## EXERCISE
Take every line of the material below that includes the string "sqrt" and copy it out.

◇ ◇ ◇ ◇

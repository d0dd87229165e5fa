//! Risk/return statistics over a daily portfolio return series.
//!
//! Every figure is a [`Statistic`]: series too short to support a figure, or
//! a zero-variance series under a ratio, yield `Undefined` rather than NaN.

use crate::types::{Statistic, UndefinedReason};
use serde::{Deserialize, Serialize};

/// Canonical number of trading days in a year.
pub const TRADING_DAYS_PER_YEAR: f64 = 252.0;

/// Standard deviations at or below this are treated as exactly zero.
pub const ZERO_VOLATILITY_EPSILON: f64 = 1e-12;

/// Statistics derived from the portfolio's daily returns.
#[derive(Debug, Clone, Copy, Serialize, Deserialize, PartialEq)]
pub struct RiskReturn {
    /// Compounded return over the window, in percent
    pub window_return_percent: Statistic,
    /// Window return annualized over 252 trading days, in percent
    pub annualized_return_percent: Statistic,
    /// Annualized volatility, in percent
    pub volatility_percent: Statistic,
    /// Sharpe ratio with a zero risk-free rate
    pub sharpe_ratio: Statistic,
    /// Number of daily returns used
    pub observations: usize,
}

impl RiskReturn {
    /// Compute all statistics from daily fractional returns.
    pub fn from_returns(returns: &[f64]) -> Self {
        let observations = returns.len();

        let window_return_percent = match compounded_return(returns) {
            Some(r) => Statistic::from_value(r * 100.0),
            None => Statistic::Undefined(UndefinedReason::InsufficientData),
        };

        let annualized_return_percent = match window_return_percent {
            Statistic::Defined(pct) => {
                annualize_return(pct, observations, TRADING_DAYS_PER_YEAR)
            }
            undefined => undefined,
        };

        let (volatility_percent, sharpe_ratio) = match (mean(returns), sample_std(returns)) {
            (Some(_), Some(std)) if std <= ZERO_VOLATILITY_EPSILON => (
                Statistic::Defined(0.0),
                Statistic::Undefined(UndefinedReason::ZeroVolatility),
            ),
            (Some(mean), Some(std)) => {
                let annual_vol = std * TRADING_DAYS_PER_YEAR.sqrt();
                (
                    Statistic::from_value(annual_vol * 100.0),
                    Statistic::from_value(mean * TRADING_DAYS_PER_YEAR / annual_vol),
                )
            }
            _ => (
                Statistic::Undefined(UndefinedReason::InsufficientData),
                Statistic::Undefined(UndefinedReason::InsufficientData),
            ),
        };

        Self {
            window_return_percent,
            annualized_return_percent,
            volatility_percent,
            sharpe_ratio,
            observations,
        }
    }
}

/// Product of (1 + r) over the series, minus one. `None` for an empty series.
pub fn compounded_return(returns: &[f64]) -> Option<f64> {
    if returns.is_empty() {
        return None;
    }
    Some(returns.iter().fold(1.0, |acc, r| acc * (1.0 + r)) - 1.0)
}

/// Arithmetic mean. `None` for an empty series.
pub fn mean(returns: &[f64]) -> Option<f64> {
    if returns.is_empty() {
        return None;
    }
    Some(returns.iter().sum::<f64>() / returns.len() as f64)
}

/// Sample standard deviation (n − 1 denominator). `None` below two observations.
pub fn sample_std(returns: &[f64]) -> Option<f64> {
    if returns.len() < 2 {
        return None;
    }

    let mean = mean(returns)?;
    let n = returns.len() as f64;
    let variance = returns.iter().map(|r| (r - mean).powi(2)).sum::<f64>() / (n - 1.0);

    Some(variance.sqrt())
}

/// Annualize a percent return earned over `periods` periods.
pub fn annualize_return(return_pct: f64, periods: usize, periods_per_year: f64) -> Statistic {
    if periods == 0 {
        return Statistic::Undefined(UndefinedReason::InsufficientData);
    }

    let years = periods as f64 / periods_per_year;
    let growth = 1.0 + (return_pct / 100.0);
    if growth < 0.0 {
        return Statistic::Undefined(UndefinedReason::NonFinite);
    }

    Statistic::from_value((growth.powf(1.0 / years) - 1.0) * 100.0)
}

#[cfg(test)]
mod tests {
    use super::*;
    use approx::assert_relative_eq;

    #[test]
    fn test_compounding_law() {
        let returns = [0.01, -0.02, 0.03];
        let expected = 1.01 * 0.98 * 1.03 - 1.0;

        assert_relative_eq!(compounded_return(&returns).unwrap(), expected);

        let stats = RiskReturn::from_returns(&returns);
        assert_relative_eq!(
            stats.window_return_percent.value().unwrap(),
            1.9494,
            epsilon = 1e-9
        );
        assert_eq!(stats.observations, 3);
    }

    #[test]
    fn test_sample_std() {
        // mean 0.5, squared deviations 0.25 + 0.25, / (2 - 1)
        assert_relative_eq!(sample_std(&[0.0, 1.0]).unwrap(), 0.5_f64.sqrt());
        assert_eq!(sample_std(&[0.3]), None);
    }

    #[test]
    fn test_volatility_and_sharpe() {
        let returns = [0.01, -0.005, 0.008, -0.003, 0.012, -0.007];
        let stats = RiskReturn::from_returns(&returns);

        let std = sample_std(&returns).unwrap();
        let mean = mean(&returns).unwrap();
        let expected_vol = std * 252.0_f64.sqrt();

        assert_relative_eq!(
            stats.volatility_percent.value().unwrap(),
            expected_vol * 100.0,
            epsilon = 1e-9
        );
        assert_relative_eq!(
            stats.sharpe_ratio.value().unwrap(),
            mean * 252.0 / expected_vol,
            epsilon = 1e-9
        );
        assert!(stats.sharpe_ratio.value().unwrap() > 0.0);
    }

    #[test]
    fn test_zero_variance_sharpe_undefined() {
        let stats = RiskReturn::from_returns(&[0.0, 0.0, 0.0]);

        assert_eq!(stats.volatility_percent, Statistic::Defined(0.0));
        assert_eq!(
            stats.sharpe_ratio,
            Statistic::Undefined(UndefinedReason::ZeroVolatility)
        );
        assert_eq!(stats.window_return_percent, Statistic::Defined(0.0));
    }

    #[test]
    fn test_constant_positive_returns_sharpe_undefined() {
        let stats = RiskReturn::from_returns(&[0.001; 20]);

        assert_eq!(
            stats.sharpe_ratio.reason(),
            Some(UndefinedReason::ZeroVolatility)
        );
        assert!(stats.window_return_percent.value().unwrap() > 0.0);
    }

    #[test]
    fn test_empty_series_insufficient_data() {
        let stats = RiskReturn::from_returns(&[]);
        let insufficient = Statistic::Undefined(UndefinedReason::InsufficientData);

        assert_eq!(stats.window_return_percent, insufficient);
        assert_eq!(stats.annualized_return_percent, insufficient);
        assert_eq!(stats.volatility_percent, insufficient);
        assert_eq!(stats.sharpe_ratio, insufficient);
        assert_eq!(stats.observations, 0);
    }

    #[test]
    fn test_single_return_has_no_volatility() {
        let stats = RiskReturn::from_returns(&[0.02]);

        assert_relative_eq!(stats.window_return_percent.value().unwrap(), 2.0, epsilon = 1e-9);
        assert!(stats.annualized_return_percent.is_defined());
        assert_eq!(
            stats.volatility_percent.reason(),
            Some(UndefinedReason::InsufficientData)
        );
        assert_eq!(
            stats.sharpe_ratio.reason(),
            Some(UndefinedReason::InsufficientData)
        );
    }

    #[test]
    fn test_annualize_return() {
        // 10% over half a year compounds to 21%
        let annualized = annualize_return(10.0, 126, 252.0);
        assert_relative_eq!(annualized.value().unwrap(), 21.0, epsilon = 1e-9);

        // A full year is unchanged
        let full_year = annualize_return(7.5, 252, 252.0);
        assert_relative_eq!(full_year.value().unwrap(), 7.5, epsilon = 1e-9);

        assert_eq!(
            annualize_return(5.0, 0, 252.0),
            Statistic::Undefined(UndefinedReason::InsufficientData)
        );
    }
}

◇ ◇ ◇ ◇

## SOLVED EXERCISE
                let annual_vol = std * TRADING_DAYS_PER_YEAR.sqrt();
    Some(variance.sqrt())
        assert_relative_eq!(sample_std(&[0.0, 1.0]).unwrap(), 0.5_f64.sqrt());
        let expected_vol = std * 252.0_f64.sqrt();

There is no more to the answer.